The Man in Lower Ten eBook

Mary Roberts Rinehart
This eBook from the Gutenberg Project consists of approximately 250 pages of information about The Man in Lower Ten.

The Man in Lower Ten eBook

Mary Roberts Rinehart
This eBook from the Gutenberg Project consists of approximately 250 pages of information about The Man in Lower Ten.

If I had not been afraid of being ridiculous, I would have followed her.  But I fancied that the apparition of a man in a red and yellow bath-robe, with an unkempt thatch of hair, walking up to her and assuring her that he would protect her would probably put her into hysterics.  I had done that once before, when burglars had tried to break into the house, and had startled the parlor maid into bed for a week.  So I tried to assure myself that I had imagined the lady’s distress—­or caused it, perhaps—­and to dismiss her from my mind.  Perhaps she was merely anxious about the unpleasant gentleman of the restaurant.  I thought smugly that I could have told her all about him:  that he was sleeping the sleep of the just and the intoxicated in a berth that ought, by all that was fair and right, to have been mine, and that if I were tied to a man who snored like that I should have him anesthetized and his soft palate put where it would never again flap like a loose sail in the wind.

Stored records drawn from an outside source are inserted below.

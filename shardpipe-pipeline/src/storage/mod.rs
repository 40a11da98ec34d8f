//! Chunk storage strategies
//!
//! A [`ChunkStorage`] places one chunk of already-processed bytes on the
//! cluster and can later read, check, repair and delete it:
//!
//! - [`RandomChunkStorage`]: a single object on one random shard
//! - [`ReplicatedChunkStorage`]: N identical copies on N distinct shards
//! - [`DistributedChunkStorage`]: k data + m parity parts (Reed-Solomon)
//!
//! Single-shard failures during placement are logged and the next shard
//! is tried; only running out of shards surfaces as `ShardsUnavailable`.

mod distributed;
mod random;
mod replicated;

pub use distributed::DistributedChunkStorage;
pub use random::RandomChunkStorage;
pub use replicated::ReplicatedChunkStorage;

use async_trait::async_trait;
use bytes::Bytes;
use shardpipe_core::chunk::{CheckStatus, ChunkConfig, ObjectRef};
use shardpipe_core::error::{Result, ShardPipeError};
use shardpipe_core::group::{spawn_feeder, ErrorGroup};
use shardpipe_storage::{Cluster, ObjectStatus};
use std::sync::Arc;
use thiserror::Error;
use tokio::sync::mpsc;
use tracing::{error, warn};

/// Places, reads, checks, repairs and deletes a single chunk
#[async_trait]
pub trait ChunkStorage: Send + Sync {
    /// Store processed data, returning where it was placed
    async fn write_chunk(&self, data: Bytes) -> Result<ChunkConfig>;

    /// Fetch the processed data of a chunk
    async fn read_chunk(&self, cfg: &ChunkConfig) -> Result<Bytes>;

    /// Report the health of a chunk; unhealthy is a status, not an error
    async fn check_chunk(&self, cfg: &ChunkConfig, fast: bool) -> Result<CheckStatus>;

    /// Restore full redundancy, returning the updated placement
    async fn repair_chunk(&self, cfg: &ChunkConfig) -> std::result::Result<ChunkConfig, RepairError>;

    /// Delete every object of a chunk
    async fn delete_chunk(&self, cfg: &ChunkConfig) -> Result<()>;

    /// Close the underlying cluster
    async fn close(&self) -> Result<()>;
}

/// Failed repair, possibly carrying a degraded but usable placement
///
/// A replicated repair that could not place every copy still returns the
/// copies it has, so the caller can decide to keep the degraded chunk.
#[derive(Debug, Error)]
#[error("{source}")]
pub struct RepairError {
    pub partial: Option<ChunkConfig>,
    #[source]
    pub source: ShardPipeError,
}

impl RepairError {
    pub fn partial(partial: ChunkConfig, source: ShardPipeError) -> Self {
        Self {
            partial: Some(partial),
            source,
        }
    }
}

impl From<ShardPipeError> for RepairError {
    fn from(source: ShardPipeError) -> Self {
        Self {
            partial: None,
            source,
        }
    }
}

impl From<RepairError> for ShardPipeError {
    fn from(err: RepairError) -> Self {
        err.source
    }
}

/// Log a failed shard operation at the level its kind calls for.
pub(crate) fn log_shard_failure(shard: &str, err: &ShardPipeError, action: &'static str) {
    match err {
        ShardPipeError::NamespaceFull { .. } => {
            warn!(shard = %shard, error = %err, action, "shard namespace is full")
        }
        err if err.is_shard_error() => {
            error!(shard = %shard, error = %err, action, "shard operation failed")
        }
        err if err.is_integrity_failure() => {
            error!(shard = %shard, error = %err, action, "shard returned invalid data")
        }
        _ => error!(shard = %shard, error = %err, action, "shard unreachable"),
    }
}

/// Outcome of probing one stored object
#[derive(Debug, Clone, Copy, PartialEq, Eq)]
pub(crate) enum Probe {
    Valid,
    Invalid,
    Unreachable,
}

async fn probe_object(cluster: &dyn Cluster, obj: &ObjectRef) -> Probe {
    let shard = match cluster.get_shard(&obj.shard_id) {
        Ok(shard) => shard,
        Err(err) => {
            log_shard_failure(&obj.shard_id, &err, "get_shard");
            return Probe::Unreachable;
        }
    };
    match shard.get_object_status(&obj.key).await {
        Ok(ObjectStatus::Ok) => Probe::Valid,
        Ok(_) => Probe::Invalid,
        Err(err) => {
            log_shard_failure(&obj.shard_id, &err, "get_object_status");
            Probe::Unreachable
        }
    }
}

/// Probe the status of `objects` in parallel.
///
/// With `stop_after_valid`, probing stops as soon as that many objects are
/// valid. Results are `(position, probe)` pairs in completion order.
pub(crate) async fn probe_objects(
    cluster: &Arc<dyn Cluster>,
    objects: &[ObjectRef],
    job_count: usize,
    stop_after_valid: Option<usize>,
) -> Result<Vec<(usize, Probe)>> {
    if objects.is_empty() {
        return Ok(Vec::new());
    }

    let mut group = ErrorGroup::new();
    let token = group.token();
    let jobs = job_count.clamp(1, objects.len());
    let queue = spawn_feeder(
        objects.iter().cloned().enumerate().collect(),
        jobs,
        token.clone(),
    );
    let (tx, mut rx) = mpsc::channel(objects.len());

    for _ in 0..jobs {
        let cluster = Arc::clone(cluster);
        let queue = queue.clone();
        let token = token.clone();
        let tx = tx.clone();
        group.spawn(async move {
            while let Some((index, obj)) = queue.recv_or_cancel(&token).await {
                let probe = probe_object(cluster.as_ref(), &obj).await;
                if tx.send((index, probe)).await.is_err() {
                    break;
                }
            }
            Ok(())
        });
    }
    drop(tx);

    let mut probes = Vec::with_capacity(objects.len());
    let mut valid = 0;
    while let Some((index, probe)) = rx.recv().await {
        if probe == Probe::Valid {
            valid += 1;
        }
        probes.push((index, probe));
        if stop_after_valid.is_some_and(|limit| valid >= limit) {
            token.cancel();
            break;
        }
    }
    drop(rx);

    group.wait().await?;
    Ok(probes)
}

/// Delete `objects` in parallel; the first error aborts the rest.
pub(crate) async fn delete_objects(
    cluster: &Arc<dyn Cluster>,
    objects: &[ObjectRef],
    job_count: usize,
) -> Result<()> {
    if objects.is_empty() {
        return Ok(());
    }

    let mut group = ErrorGroup::new();
    let token = group.token();
    let jobs = job_count.clamp(1, objects.len());
    let queue = spawn_feeder(objects.to_vec(), jobs, token.clone());

    for _ in 0..jobs {
        let cluster = Arc::clone(cluster);
        let queue = queue.clone();
        let token = token.clone();
        group.spawn(async move {
            while let Some(obj) = queue.recv_or_cancel(&token).await {
                let shard = cluster.get_shard(&obj.shard_id)?;
                shard.delete_object(&obj.key).await?;
            }
            Ok(())
        });
    }

    group.wait().await
}

/// Shard identifiers used by a placement
pub(crate) fn shard_ids(objects: &[ObjectRef]) -> Vec<String> {
    objects.iter().map(|obj| obj.shard_id.clone()).collect()
}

We passed Harrisburg as I stood there.  It was starlight, and the great crests of the Alleghanies had given way to low hills.  At intervals we passed smudges of gray white, no doubt in daytime comfortable farms, which McKnight says is a good way of putting it, the farms being a lot more comfortable than the people on them.

I was growing drowsy:  the woman with the bronze hair and the horrified face was fading in retrospect.  It was colder, too, and I turned with a shiver to go in.  As I did so a bit of paper fluttered into the air and settled on my sleeve, like a butterfly on a gorgeous red and yellow blossom.  I picked it up curiously and glanced at it.  It was part of a telegram that had been torn into bits.

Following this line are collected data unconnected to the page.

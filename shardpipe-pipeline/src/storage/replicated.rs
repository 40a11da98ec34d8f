//! Replicated placement: N identical copies on N distinct shards

use super::{
    delete_objects, log_shard_failure, probe_objects, shard_ids, ChunkStorage, Probe, RepairError,
};
use async_trait::async_trait;
use bytes::Bytes;
use shardpipe_core::chunk::{CheckStatus, ChunkConfig, ObjectRef};
use shardpipe_core::error::{Result, ShardPipeError};
use shardpipe_core::group::{send_or_cancel, spawn_feeder, ErrorGroup};
use shardpipe_storage::{shard_channel, Cluster, LazyShardIterator, ShardIterator};
use std::sync::Arc;
use tokio::sync::mpsc;
use tracing::{debug, info, warn};

/// Stores every chunk as N copies on N distinct shards
pub struct ReplicatedChunkStorage {
    cluster: Arc<dyn Cluster>,
    data_shard_count: usize,
    job_count: usize,
    write_job_count: usize,
}

impl ReplicatedChunkStorage {
    /// Create a storage writing `data_shard_count` copies of every chunk
    pub fn new(cluster: Arc<dyn Cluster>, data_shard_count: usize, job_count: usize) -> Result<Self> {
        if data_shard_count == 0 {
            return Err(ShardPipeError::InvalidArgument(
                "replication requires at least one copy".to_string(),
            ));
        }
        if cluster.listed_shard_count() < data_shard_count {
            return Err(ShardPipeError::InvalidArgument(format!(
                "replication of {} copies requires at least {} listed shards, cluster has {}",
                data_shard_count,
                data_shard_count,
                cluster.listed_shard_count()
            )));
        }
        let job_count = job_count.max(1);
        Ok(Self {
            cluster,
            data_shard_count,
            job_count,
            // enough jobs to always write every copy concurrently
            write_job_count: job_count.max(data_shard_count),
        })
    }

    /// Replication factor
    pub fn data_shard_count(&self) -> usize {
        self.data_shard_count
    }

    /// Write `count` copies of `data` to distinct shards outside `except`.
    ///
    /// Returns the copies written, even when the write as a whole failed.
    async fn write_copies(
        &self,
        data: Bytes,
        count: usize,
        except: &[String],
    ) -> (Vec<ObjectRef>, Result<()>) {
        let mut group = ErrorGroup::new();
        let token = group.token();

        // one token per copy still to be written
        let requests = spawn_feeder(vec![(); count], count, token.clone());
        let shards = shard_channel(
            self.cluster.get_random_shard_iterator(except),
            count,
            token.clone(),
        );
        let (result_tx, mut result_rx) = mpsc::channel(count.max(1));

        for _ in 0..self.write_job_count.min(count) {
            let requests = requests.clone();
            let shards = shards.clone();
            let token = token.clone();
            let result_tx = result_tx.clone();
            let data = data.clone();
            group.spawn(async move {
                while requests.recv_or_cancel(&token).await.is_some() {
                    loop {
                        let Some(shard) = shards.recv_or_cancel(&token).await else {
                            if token.is_cancelled() {
                                return Ok(());
                            }
                            return Err(ShardPipeError::ShardsUnavailable);
                        };
                        match shard.create_object(data.clone()).await {
                            Ok(key) => {
                                let obj = ObjectRef::new(key, shard.identifier());
                                if !send_or_cancel(&result_tx, obj, &token).await {
                                    return Ok(());
                                }
                                break;
                            }
                            Err(err) => log_shard_failure(shard.identifier(), &err, "create_object"),
                        }
                    }
                }
                Ok(())
            });
        }
        drop(result_tx);

        let outcome = group.wait().await;
        let mut objects = Vec::with_capacity(count);
        while let Some(obj) = result_rx.recv().await {
            objects.push(obj);
        }
        (objects, outcome)
    }

    /// Read the first copy whose length matches the recorded size
    ///
    /// Copies are tried in placement order; shards the cluster cannot
    /// resolve are skipped by the iterator.
    async fn read_any(&self, size: u64, objects: &[ObjectRef]) -> Result<Bytes> {
        let mut shards = LazyShardIterator::new(Arc::clone(&self.cluster), shard_ids(objects));
        while shards.next() {
            let Some(shard) = shards.current().cloned() else {
                break;
            };
            // copies live on distinct shards
            let Some(obj) = objects.iter().find(|obj| obj.shard_id == shard.identifier()) else {
                continue;
            };
            match shard.get_object(&obj.key).await {
                Ok(object) if object.data.len() as u64 == size => return Ok(object.data),
                Ok(object) => warn!(
                    shard = %obj.shard_id,
                    expected = size,
                    actual = object.data.len(),
                    "replica has unexpected size"
                ),
                Err(err) => log_shard_failure(&obj.shard_id, &err, "get_object"),
            }
        }
        Err(ShardPipeError::ShardsUnavailable)
    }
}

#[async_trait]
impl ChunkStorage for ReplicatedChunkStorage {
    async fn write_chunk(&self, data: Bytes) -> Result<ChunkConfig> {
        let size = data.len() as u64;
        let (objects, outcome) = self.write_copies(data, self.data_shard_count, &[]).await;
        outcome?;
        debug!(copies = objects.len(), size, "chunk replicated");
        Ok(ChunkConfig::new(size, objects))
    }

    async fn read_chunk(&self, cfg: &ChunkConfig) -> Result<Bytes> {
        if cfg.objects.is_empty() {
            return Err(ShardPipeError::UnexpectedObjectCount {
                expected: self.data_shard_count,
                actual: 0,
            });
        }
        self.read_any(cfg.size, &cfg.objects).await
    }

    async fn check_chunk(&self, cfg: &ChunkConfig, fast: bool) -> Result<CheckStatus> {
        if cfg.objects.is_empty() {
            return Err(ShardPipeError::UnexpectedObjectCount {
                expected: self.data_shard_count,
                actual: 0,
            });
        }

        let stop_after = if fast { 1 } else { self.data_shard_count };
        let probes = probe_objects(&self.cluster, &cfg.objects, self.job_count, Some(stop_after)).await?;
        let valid = probes
            .iter()
            .filter(|(_, probe)| *probe == Probe::Valid)
            .count()
            .min(self.data_shard_count);

        Ok(match valid {
            0 => CheckStatus::Invalid,
            n if n == self.data_shard_count => CheckStatus::Optimal,
            _ => CheckStatus::Valid,
        })
    }

    async fn repair_chunk(&self, cfg: &ChunkConfig) -> std::result::Result<ChunkConfig, RepairError> {
        let mut probes = probe_objects(&self.cluster, &cfg.objects, self.job_count, None).await?;
        probes.sort_by_key(|(index, _)| *index);

        let mut valid = Vec::new();
        let mut invalid = Vec::new();
        let mut unreachable = 0;
        for (index, probe) in probes {
            match probe {
                Probe::Valid => valid.push(cfg.objects[index].clone()),
                Probe::Invalid => invalid.push(cfg.objects[index].clone()),
                Probe::Unreachable => unreachable += 1,
            }
        }

        if valid.is_empty() {
            return Err(ShardPipeError::ShardsUnavailable.into());
        }
        if valid.len() >= self.data_shard_count {
            return Ok(ChunkConfig::new(cfg.size, valid));
        }

        info!(
            valid = valid.len(),
            invalid = invalid.len(),
            unreachable,
            target = self.data_shard_count,
            "repairing replicated chunk"
        );

        let data = self.read_any(cfg.size, &valid).await?;
        let missing = self.data_shard_count - valid.len();
        // unreachable shards may take a fresh copy
        let mut except = shard_ids(&valid);
        except.extend(shard_ids(&invalid));
        let (written, outcome) = self.write_copies(data, missing, &except).await;

        valid.extend(written);
        let repaired = ChunkConfig::new(cfg.size, valid);
        if let Err(err) = outcome {
            return Err(RepairError::partial(repaired, err));
        }
        if repaired.objects.len() < self.data_shard_count {
            return Err(RepairError::partial(repaired, ShardPipeError::ShardsUnavailable));
        }
        Ok(repaired)
    }

    async fn delete_chunk(&self, cfg: &ChunkConfig) -> Result<()> {
        delete_objects(&self.cluster, &cfg.objects, self.job_count).await
    }

    async fn close(&self) -> Result<()> {
        self.cluster.close().await
    }
}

There were only parts of four words on the scrap, but it left me puzzled and thoughtful.  It read, “-ower ten, car seve-.”

“Lower ten, car seven,” was my berth-the one I had bought and found preempted.

CHAPTER III

ACROSS THE AISLE

No solution offering itself, I went back to my berth.  The snorer across had apparently strangled, or turned over, and so after a time I dropped asleep, to be awakened by the morning sunlight across my face.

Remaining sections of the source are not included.